I spent a few days tracking down where an extra page in some image regions is coming from. That ultimately resulted in this post: https://ynwarcs.github.io/Win11-24H2-CFG. It's pretty long & technical so feel free to skim over it.

Basically, there's now hotpatching on Windows 11 24H2, and most of system modules are marked as hotpatchable, which makes kernel code extend their image region by a single page. This page will store new CFG functions, presumably so that they can be hotpatched painlessly. x64dbg assumed that the image region only contains header + sections, which caused the linked bug. This fix handles that, but I made it a little more generic (i.e. we don't assume there's only going to be a single page, or even that the leftover size in the region is page-aligned), if you want me to make the checks more specific to this page, let me know. At the moment, there's only a single page but this could change in the future I guess.

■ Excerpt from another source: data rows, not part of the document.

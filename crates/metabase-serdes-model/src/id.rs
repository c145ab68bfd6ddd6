//! Entity identities.
//!
//! Most exported objects carry their own `entity_id`. Objects that live
//! inside a database (tables, fields, segments, metrics) have none and are
//! addressed by the ordered ids of their `serdes/meta` chain instead:
//!
//! ```text
//! Database  serdes/meta: [Sample Database]                        -> Id("Sample Database")
//! Table     serdes/meta: [Sample Database, PUBLIC, ORDERS]        -> Path([..3])
//! Field     serdes/meta: [Sample Database, PUBLIC, ORDERS, TOTAL] -> Path([..4])
//! ```
//!
//! `Id("x")` and `Path(["x"])` are different identities. Chains go through
//! [`EntityId::from_chain`], which collapses one-element chains to a plain id;
//! reference values go through [`EntityId::from_value`], which keeps the shape
//! of the value.

use serde::{Deserialize, Serialize};
use serde_json::Value;
use std::fmt;

#[derive(Debug, Clone, PartialEq, Eq, Hash, PartialOrd, Ord, Serialize, Deserialize)]
#[serde(untagged)]
pub enum EntityId {
    /// A standalone id (`entity_id`, database name, ...).
    Id(String),
    /// An ancestor chain, outermost first.
    Path(Vec<String>),
}

impl EntityId {
    pub fn id(id: impl Into<String>) -> Self {
        EntityId::Id(id.into())
    }

    pub fn path<I, S>(segments: I) -> Self
    where
        I: IntoIterator<Item = S>,
        S: Into<String>,
    {
        EntityId::Path(segments.into_iter().map(Into::into).collect())
    }

    /// Identity of an entity whose `serdes/meta` chain has these ids.
    pub fn from_chain(mut ids: Vec<String>) -> Option<Self> {
        match ids.len() {
            0 => None,
            1 => ids.pop().map(EntityId::Id),
            _ => Some(EntityId::Path(ids)),
        }
    }

    /// Interpret a reference slot of a document.
    ///
    /// Scalars become `Id`, sequences become `Path`. Null segments inside a
    /// sequence are dropped: the exporter writes `[db, null, table]` for
    /// schema-less databases while the table's own chain has no schema level.
    /// Anything else (maps, nested sequences, booleans, null) is not an id.
    pub fn from_value(value: &Value) -> Option<Self> {
        match value {
            Value::String(s) => Some(EntityId::Id(s.clone())),
            Value::Number(n) => Some(EntityId::Id(n.to_string())),
            Value::Array(items) => {
                let mut segments = Vec::with_capacity(items.len());
                for item in items {
                    match item {
                        Value::Null => continue,
                        Value::String(s) => segments.push(s.clone()),
                        Value::Number(n) => segments.push(n.to_string()),
                        _ => return None,
                    }
                }
                if segments.is_empty() {
                    None
                } else {
                    Some(EntityId::Path(segments))
                }
            }
            _ => None,
        }
    }

    pub fn is_path(&self) -> bool {
        matches!(self, EntityId::Path(_))
    }

    pub fn as_id(&self) -> Option<&str> {
        match self {
            EntityId::Id(id) => Some(id),
            EntityId::Path(_) => None,
        }
    }

    pub fn as_path(&self) -> Option<&[String]> {
        match self {
            EntityId::Id(_) => None,
            EntityId::Path(segments) => Some(segments),
        }
    }

    /// Identities of every enclosing scope, outermost first.
    ///
    /// `Path([db, schema, table])` yields `Id(db)` and `Path([db, schema])`.
    pub fn ancestors(&self) -> Vec<EntityId> {
        match self {
            EntityId::Id(_) => Vec::new(),
            EntityId::Path(segments) => (1..segments.len())
                .filter_map(|len| EntityId::from_chain(segments[..len].to_vec()))
                .collect(),
        }
    }
}

impl fmt::Display for EntityId {
    fn fmt(&self, f: &mut fmt::Formatter<'_>) -> fmt::Result {
        match self {
            EntityId::Id(id) => write!(f, "`{id}`"),
            EntityId::Path(segments) => {
                f.write_str("[")?;
                for (i, segment) in segments.iter().enumerate() {
                    if i > 0 {
                        f.write_str(", ")?;
                    }
                    write!(f, "`{segment}`")?;
                }
                f.write_str("]")
            }
        }
    }
}

impl From<&str> for EntityId {
    fn from(value: &str) -> Self {
        EntityId::Id(value.to_string())
    }
}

One more thing to note about this page is that it's seen as committed by the debugger, but is actually not committed by the OS, causing VirtualProtect to fail. I tried to tinker around and see if I could get it to work properly, but nothing really worked. This doesn't cause any specific bugs, but stuff like e.g. software breakpoints or writing to the memory on this page doesn't work. Since the debugger doesn't report back any issues about the failure of VirtualProtect, it's not obvious why the operation failed.

✅ Download x64dbg 1.0.1874 (commit e1eb85add9 by @ynwarcs)

I think the solution should be to check for that flag + build number and insert those pages as fake pages earlier. This way other potential logic errors could be hidden.